Schwäbische Bauernschule
Auf der Bauernschule qualifiziert Ann-Kathrin Schmider einerseits Landwirte zum „Lernort Bauernhof Betrieb“. Gibt ihnen also Methoden an die Hand, wie sie ihr Fachwissen kind- und jugendgerecht bei Bauernhofbesuchen vermitteln können. Sobald die Landwirte in einer Vorstellungsrunde erführen, dass sie selber in der Landwirtschaft aufgewachsen ist, „habe ich ihr Vertrauen“, so Ann-Kathrin. Immerhin ist der mütterlicherseits übernommene und im Haupterwerb geführte Mattenhof ein bunt gemischter Betrieb, mit Viehwirtschaft, Forst, Acker, Grünland und Hofladen. Auch Streuobst und Beeren sowie Selbstgebranntes gehören dazu, überdies Ferienwohnungen.
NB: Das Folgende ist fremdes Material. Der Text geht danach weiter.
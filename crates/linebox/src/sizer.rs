//! The sizer record: one element's constraints and computed size along a
//! layout axis.

use std::fmt;

/// Geometry inputs and output for one element of a layout line.
///
/// Callers own a slice of sizers (one per child along the axis), fill in the
/// input fields, and read [`size`](Self::size) back after running
/// [`distribute`](crate::distribute). Records are reused pass after pass; the
/// algorithm rewrites `size` every time and never looks at the value left
/// over from a previous call.
///
/// # Example
///
/// ```
/// use linebox::Sizer;
///
/// let sizer = Sizer::new().with_size_hint(40.0).with_min_size(10.0).with_max_size(60.0);
/// assert_eq!(sizer.clamp(80.0), 60.0);
/// assert_eq!(sizer.clamp(5.0), 10.0);
/// assert_eq!(sizer.stretch, 1);
/// ```
#[derive(Debug, Clone, Copy, PartialEq)]
#[cfg_attr(feature = "serde", derive(serde::Serialize, serde::Deserialize))]
pub struct Sizer {
    /// Preferred size. Clamped into `[min_size, max_size]` before use.
    pub size_hint: f64,
    /// Lower bound.
    pub min_size: f64,
    /// Upper bound, may be `f64::INFINITY`.
    pub max_size: f64,
    /// Relative weight for growing and shrinking.
    ///
    /// A sizer with stretch `0` only moves once every sizer with a positive
    /// stretch has reached its limit.
    pub stretch: u32,
    /// Computed size, written by the distribution algorithm.
    pub size: f64,
}

impl Default for Sizer {
    fn default() -> Self {
        Self {
            size_hint: 0.0,
            min_size: 0.0,
            max_size: f64::INFINITY,
            stretch: 1,
            size: 0.0,
        }
    }
}

impl Sizer {
    /// A sizer with no hint, no minimum, unbounded maximum and stretch 1.
    #[inline]
    pub fn new() -> Self {
        Self::default()
    }

    /// A rigid sizer: hint, minimum and maximum all equal `size`, stretch 0.
    #[inline]
    pub fn fixed(size: f64) -> Self {
        Self {
            size_hint: size,
            min_size: size,
            max_size: size,
            stretch: 0,
            size,
        }
    }

    /// Set the preferred size.
    #[must_use]
    pub fn with_size_hint(mut self, size_hint: f64) -> Self {
        self.size_hint = size_hint;
        self
    }

    /// Set the lower bound.
    #[must_use]
    pub fn with_min_size(mut self, min_size: f64) -> Self {
        self.min_size = min_size;
        self
    }

    /// Set the upper bound.
    #[must_use]
    pub fn with_max_size(mut self, max_size: f64) -> Self {
        self.max_size = max_size;
        self
    }

    /// Set the stretch factor.
    #[must_use]
    pub fn with_stretch(mut self, stretch: u32) -> Self {
        self.stretch = stretch;
        self
    }

    /// Clamp a value to this sizer's bounds.
    ///
    /// The minimum wins when the bounds are inverted.
    #[inline]
    pub fn clamp(&self, value: f64) -> f64 {
        self.min_size.max(value.min(self.max_size))
    }

    /// Check the input fields against the invariants the algorithm assumes.
    ///
    /// Distribution never calls this; malformed sizers produce unspecified
    /// (but non-panicking) output. Use it at the boundary where sizers are
    /// built from untrusted data.
    pub fn validate(&self) -> Result<(), SizerError> {
        if self.min_size.is_nan() || self.min_size.is_infinite() {
            return Err(SizerError::NonFiniteBound {
                min_size: self.min_size,
                max_size: self.max_size,
            });
        }
        if self.max_size.is_nan() {
            return Err(SizerError::NonFiniteBound {
                min_size: self.min_size,
                max_size: self.max_size,
            });
        }
        if self.min_size < 0.0 {
            return Err(SizerError::NegativeMinimum {
                min_size: self.min_size,
            });
        }
        if self.min_size > self.max_size {
            return Err(SizerError::InvertedBounds {
                min_size: self.min_size,
                max_size: self.max_size,
            });
        }
        if self.size_hint.is_nan() || self.size_hint < 0.0 {
            return Err(SizerError::InvalidSizeHint {
                size_hint: self.size_hint,
            });
        }
        Ok(())
    }
}

/// Validate every sizer in a line, reporting the first failure.
///
/// ```
/// use linebox::{Sizer, SizerError, validate_sizers};
///
/// let line = [Sizer::new(), Sizer::new().with_min_size(5.0).with_max_size(1.0)];
/// let err = validate_sizers(&line).unwrap_err();
/// assert!(matches!(err, SizerError::AtIndex { index: 1, .. }));
/// ```
pub fn validate_sizers(sizers: &[Sizer]) -> Result<(), SizerError> {
    for (index, sizer) in sizers.iter().enumerate() {
        sizer.validate().map_err(|source| SizerError::AtIndex {
            index,
            source: Box::new(source),
        })?;
    }
    Ok(())
}

/// Reason a sizer fails [`Sizer::validate`].
#[derive(Debug, Clone, PartialEq)]
pub enum SizerError {
    /// The minimum is NaN or infinite, or the maximum is NaN.
    NonFiniteBound { min_size: f64, max_size: f64 },
    /// The minimum is below zero.
    NegativeMinimum { min_size: f64 },
    /// `min_size > max_size`.
    InvertedBounds { min_size: f64, max_size: f64 },
    /// The hint is NaN or negative.
    InvalidSizeHint { size_hint: f64 },
    /// A sizer inside a line failed validation.
    AtIndex {
        index: usize,
        source: Box<SizerError>,
    },
}

impl fmt::Display for SizerError {
    fn fmt(&self, f: &mut fmt::Formatter<'_>) -> fmt::Result {
        match self {
            Self::NonFiniteBound { min_size, max_size } => {
                write!(f, "sizer bounds are not usable: min={min_size}, max={max_size}")
            }
            Self::NegativeMinimum { min_size } => {
                write!(f, "sizer minimum is negative: {min_size}")
            }
            Self::InvertedBounds { min_size, max_size } => {
                write!(f, "sizer minimum {min_size} exceeds maximum {max_size}")
            }
            Self::InvalidSizeHint { size_hint } => {
                write!(f, "sizer size hint is invalid: {size_hint}")
            }
            Self::AtIndex { index, source } => write!(f, "sizer {index}: {source}"),
        }
    }
}

impl std::error::Error for SizerError {
    fn source(&self) -> Option<&(dyn std::error::Error + 'static)> {
        if let Self::AtIndex { source, .. } = self {
            return Some(source.as_ref());
        }
        None
    }
}
//! Dragging the boundary between two sizers.
//!
//! A split handle sits after sizer `index`. Moving it by `delta` grows the
//! sizers on one side and shrinks those on the other by the same amount,
//! nearest sizers first. Only `size_hint` is rewritten, starting from the
//! sizes of the last distribution; run [`distribute`](crate::distribute)
//! afterwards to turn the new hints into sizes.

use crate::sizer::Sizer;

/// Move the boundary after `sizers[index]` by `delta`.
///
/// A positive delta grows `sizers[..=index]` and shrinks `sizers[index + 1..]`;
/// a negative delta does the opposite. The movement is capped by how far the
/// growing side can grow and the shrinking side can shrink. Each sizer the
/// walk reaches gets `size ± step` as its new hint; sizers beyond the point
/// where the movement runs out keep the hint they had.
///
/// Empty lines, a zero or NaN delta, and out-of-range indices are ignored.
///
/// ```
/// use linebox::{Sizer, adjust, distribute};
///
/// let mut line = [
///     Sizer::new().with_size_hint(50.0),
///     Sizer::new().with_size_hint(50.0),
/// ];
/// distribute(&mut line, 100.0);
/// adjust(&mut line, 0, 20.0);
/// distribute(&mut line, 100.0);
/// assert_eq!(line[0].size, 70.0);
/// assert_eq!(line[1].size, 30.0);
/// ```
pub fn adjust(sizers: &mut [Sizer], index: usize, delta: f64) {
    if sizers.is_empty() || index >= sizers.len() || delta == 0.0 || delta.is_nan() {
        return;
    }

    #[cfg(feature = "tracing")]
    let _span = tracing::debug_span!("adjust", count = sizers.len(), index, delta);
    #[cfg(feature = "tracing")]
    let _guard = _span.enter();

    let (before, after) = sizers.split_at_mut(index + 1);
    let (before_side, after_side) = if delta > 0.0 {
        (Resize::Grow, Resize::Shrink)
    } else {
        (Resize::Shrink, Resize::Grow)
    };

    let before_limit: f64 = before.iter().map(|s| before_side.room(s)).sum();
    let after_limit: f64 = after.iter().map(|s| after_side.room(s)).sum();
    let amount = delta.abs().min(before_limit).min(after_limit);

    #[cfg(feature = "tracing")]
    tracing::trace!(before_limit, after_limit, applied = amount, "boundary moved");

    if amount.is_nan() || amount <= 0.0 {
        return;
    }

    // Both halves are walked outward from the handle.
    walk(before.iter_mut().rev(), amount, before_side);
    walk(after.iter_mut(), amount, after_side);
}

#[derive(Debug, Clone, Copy)]
enum Resize {
    Grow,
    Shrink,
}

impl Resize {
    /// How far the sizer can move from its current size in this direction.
    fn room(self, sizer: &Sizer) -> f64 {
        match self {
            Resize::Grow => sizer.max_size - sizer.size,
            Resize::Shrink => sizer.size - sizer.min_size,
        }
    }
}

fn walk<'a>(sizers: impl Iterator<Item = &'a mut Sizer>, mut remaining: f64, resize: Resize) {
    for sizer in sizers {
        if remaining.is_nan() || remaining <= 0.0 {
            break;
        }
        let limit = resize.room(sizer);
        let step = if limit >= remaining { remaining } else { limit };
        sizer.size_hint = match resize {
            Resize::Grow => sizer.size + step,
            Resize::Shrink => sizer.size - step,
        };
        remaining -= step;
    }
}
Angestellte Arbeitskräfte gibt es auf dem Hof nicht, „das machen alles meine Mama, mein Bruder und ich“, ist die junge Landwirtin froh. Denn noch vor drei Jahren wusste die Familie nicht, wie es weitergehen soll, und noch immer ist der Vater aufgrund einer Hirnblutung eingeschränkt.. Immerhin, in der Hauptsaison, wenn richtig viel auf dem Feld zu tun ist, helfen gute Freunde – „wie das halt so ist auf der Landwirtschaft.“
Nicht nur Landwirte, sondern auch Lehrkräfte schult Ann-Kathrin Schmider als Agrarpädagogin. Zeigt Ihnen, auf welche Weise sie Schülern von der ersten Grundschulklasse bis zum Abitur jene Inhalte nahe bringen können, wie sie seit 2016 im Rahmen der „Bildung für nachhaltige Entwicklung und Verbraucherbildung im Bildungsplan für allgemeinbildende Schulen“ verankert sind. Wie sie ihren Unterricht vor- und nachbereiten können, dass zum Beispiel ein Bauernhofbesuch mit eingebaut werden kann. Und erklärt ihnen unter anderem, dass ein Betrieb mit 300 Kühen nicht unbedingt Massentierhaltung bedeutet, wenn die Kühe „einen tollen Stall haben“.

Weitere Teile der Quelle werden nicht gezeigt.